Beginning with the line that holds "let status = resp.status();", set down each line of the data below through the very last, exactly as given, and nothing beyond that.

▶ [Dataset entries]
****************************************

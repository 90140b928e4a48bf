use thiserror::Error;

use crate::workflow::Step;

/// Failure of a single schema-constrained generation call.
#[derive(Error, Debug, Clone, PartialEq, Eq)]
pub enum GenerationError {
    #[error("configuration error: {0}")]
    Configuration(String),
    #[error("empty response from {0}")]
    EmptyResponse(String),
    #[error("decode error: {0}")]
    Decode(String),
    #[error("transport error: {0}")]
    Transport(String),
}

impl GenerationError {
    /// A missing credential cannot be fixed by resubmitting the form.
    pub fn is_fatal(&self) -> bool {
        matches!(self, GenerationError::Configuration(_))
    }
}

impl From<reqwest::Error> for GenerationError {
    fn from(e: reqwest::Error) -> Self {
        GenerationError::Transport(e.to_string())
    }
}

#[derive(Error, Debug, Clone, PartialEq, Eq)]
pub enum WorkflowError {
    #[error("event '{event}' is not accepted in step {step:?}")]
    InvalidTransition { step: Step, event: &'static str },
    #[error("a generation call is already in flight ({0:?})")]
    Busy(Step),
    #[error("idea text is empty")]
    EmptyIdea,
    #[error("no {0} available for this transition")]
    MissingData(&'static str),
    #[error("outcome '{outcome}' does not belong to step {step:?}")]
    UnexpectedOutcome { step: Step, outcome: &'static str },
}
use chrono::{DateTime, Utc};
use fs_err as fs;
use serde::Serialize;
use serde_json::to_string_pretty;
use std::io::Write;
use std::path::{Path, PathBuf};
use uuid::Uuid;

use crate::workflow::Checkpoint;

/// Directory holding every artifact produced by one wizard run.
#[derive(Debug, Clone)]
pub struct Run {
    pub id: Uuid,
    pub dir: PathBuf,
}

#[derive(Serialize)]
struct RunInfo<'a> {
    id: Uuid,
    started_at: DateTime<Utc>,
    provider: &'a str,
    model: &'a str,
}

fn run_dir(root: &Path, id: Uuid) -> PathBuf {
    root.join(id.to_string())
}

pub fn start_run(root: &Path, provider: &str, model: &str) -> anyhow::Result<Run> {
    let id = Uuid::new_v4();
    let dir = run_dir(root, id);
    fs::create_dir_all(&dir)?;

    let info = RunInfo { id, started_at: Utc::now(), provider, model };
    fs::write(dir.join("run.json"), to_string_pretty(&info)?)?;
    Ok(Run { id, dir })
}

fn artifact_name(checkpoint: &Checkpoint) -> &'static str {
    match checkpoint {
        Checkpoint::Project(_) => "project",
        Checkpoint::Analysis(_) => "analysis",
        Checkpoint::Design(_) => "design",
        Checkpoint::Visual(_) => "visual",
    }
}

/// Write the checkpoint entity as pretty JSON, replacing any earlier version.
pub fn save_checkpoint(run: &Run, checkpoint: &Checkpoint) -> anyhow::Result<PathBuf> {
    let json = match checkpoint {
        Checkpoint::Project(v) => to_string_pretty(v)?,
        Checkpoint::Analysis(v) => to_string_pretty(v)?,
        Checkpoint::Design(v) => to_string_pretty(v)?,
        Checkpoint::Visual(v) => to_string_pretty(v)?,
    };
    let path = run.dir.join(format!("{}.json", artifact_name(checkpoint)));
    fs::write(&path, json)?;
    Ok(path)
}

pub fn print_saved_path(path: &Path) {
    println!("debug: artifact saved at: {}", path.display());
    std::io::stdout().flush().ok();
}
use async_trait::async_trait;
use reqwest::Client;
use serde::Deserialize;
use serde_json::json;
use tracing::debug;

use super::Provider;
use crate::errors::GenerationError;
use crate::wire::GenerationRequest;

pub const DEFAULT_API_BASE: &str = "https://api.openai.com";

/// OpenAI Chat Completions with `json_schema` structured output.
pub struct OpenAIProvider {
    client: Client,
    api_key: String,
    model: String,
    api_base: String,
}

impl OpenAIProvider {
    pub fn new(api_key: impl Into<String>, model: impl Into<String>) -> Self {
        Self {
            client: Client::new(),
            api_key: api_key.into(),
            model: model.into(),
            api_base: DEFAULT_API_BASE.to_string(),
        }
    }

    pub fn with_api_base(mut self, api_base: impl Into<String>) -> Self {
        self.api_base = api_base.into();
        self
    }

    /// Only reasoning models accept `reasoning_effort`.
    fn supports_reasoning(&self) -> bool {
        ["o1", "o3", "o4", "gpt-5"].iter().any(|p| self.model.starts_with(p))
    }
}

fn reasoning_effort(budget: u32) -> &'static str {
    match budget {
        0..=1024 => "low",
        1025..=2048 => "medium",
        _ => "high",
    }
}

#[async_trait]
impl Provider for OpenAIProvider {
    fn name(&self) -> &str {
        "openai"
    }

    async fn complete(&self, req: &GenerationRequest) -> Result<String, GenerationError> {
        if self.api_key.trim().is_empty() {
            return Err(GenerationError::Configuration("openai API key is empty".into()));
        }

        let mut body = json!({
            "model": self.model,
            "messages": [
                { "role": "system", "content": req.system },
                { "role": "user", "content": req.user }
            ],
            "response_format": {
                "type": "json_schema",
                "json_schema": {
                    "name": req.call.as_str(),
                    "schema": req.schema.to_json_schema(),
                    "strict": false
                }
            }
        });
        if self.supports_reasoning() {
            body["reasoning_effort"] = json!(reasoning_effort(req.thinking_budget));
        }

        let url = format!("{}/v1/chat/completions", self.api_base.trim_end_matches('/'));
        debug!(call = %req.call, %url, "openai: POST");

        let resp = self
            .client
            .post(&url)
            .bearer_auth(&self.api_key)
            .json(&body)
            .send()
            .await?;

        let status = resp.status();
        let text = resp.text().await?;
        debug!(%status, body = %text, "openai: raw response");

        if !status.is_success() {
            return Err(GenerationError::Transport(format!("OpenAI API error ({status}): {text}")));
        }

        // Minimal structs to parse the chat response
        #[derive(Deserialize)]
        struct ChatMessage {
            content: Option<String>,
        }
        #[derive(Deserialize)]
        struct Choice {
            message: ChatMessage,
        }
        #[derive(Deserialize)]
        struct ChatResponse {
            choices: Vec<Choice>,
        }

        let parsed: ChatResponse = serde_json::from_str(&text)
            .map_err(|e| GenerationError::Transport(format!("unreadable OpenAI response: {e}")))?;

        let content = parsed
            .choices
            .into_iter()
            .next()
            .and_then(|c| c.message.content)
            .unwrap_or_default();

        if content.trim().is_empty() {
            return Err(GenerationError::EmptyResponse(self.name().to_string()));
        }
        Ok(content)
    }
}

****************************************

▶ [RESULT OF THE TASK]
        let status = resp.status();
        let text = resp.text().await?;
        debug!(%status, body = %text, "openai: raw response");

        if !status.is_success() {
            return Err(GenerationError::Transport(format!("OpenAI API error ({status}): {text}")));
        }

        // Minimal structs to parse the chat response
        #[derive(Deserialize)]
        struct ChatMessage {
            content: Option<String>,
        }
        #[derive(Deserialize)]
        struct Choice {
            message: ChatMessage,
        }
        #[derive(Deserialize)]
        struct ChatResponse {
            choices: Vec<Choice>,
        }

        let parsed: ChatResponse = serde_json::from_str(&text)
            .map_err(|e| GenerationError::Transport(format!("unreadable OpenAI response: {e}")))?;

        let content = parsed
            .choices
            .into_iter()
            .next()
            .and_then(|c| c.message.content)
            .unwrap_or_default();

        if content.trim().is_empty() {
            return Err(GenerationError::EmptyResponse(self.name().to_string()));
        }
        Ok(content)
    }
}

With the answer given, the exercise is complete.